HOW TO COMPLETE THIS TASK:
Search the records for the string "units" and copy every line in which it appears.

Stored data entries
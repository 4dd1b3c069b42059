//! rh-core: stable foundation for rodheat.
//!
//! Contains:
//! - units (uom SI types + constructors for material properties)
//! - numeric (Real + tolerances + float helpers)
//! - material (fixed rod material constants)
//! - error (shared error types)

pub mod error;
pub mod material;
pub mod numeric;
pub mod units;

// Re-exports: nice ergonomics for downstream crates
pub use error::{RhError, RhResult};
pub use material::Material;
pub use numeric::*;
pub use units::*;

EXERCISE ANSWER:
//! - units (uom SI types + constructors for material properties)
pub mod units;
pub use units::*;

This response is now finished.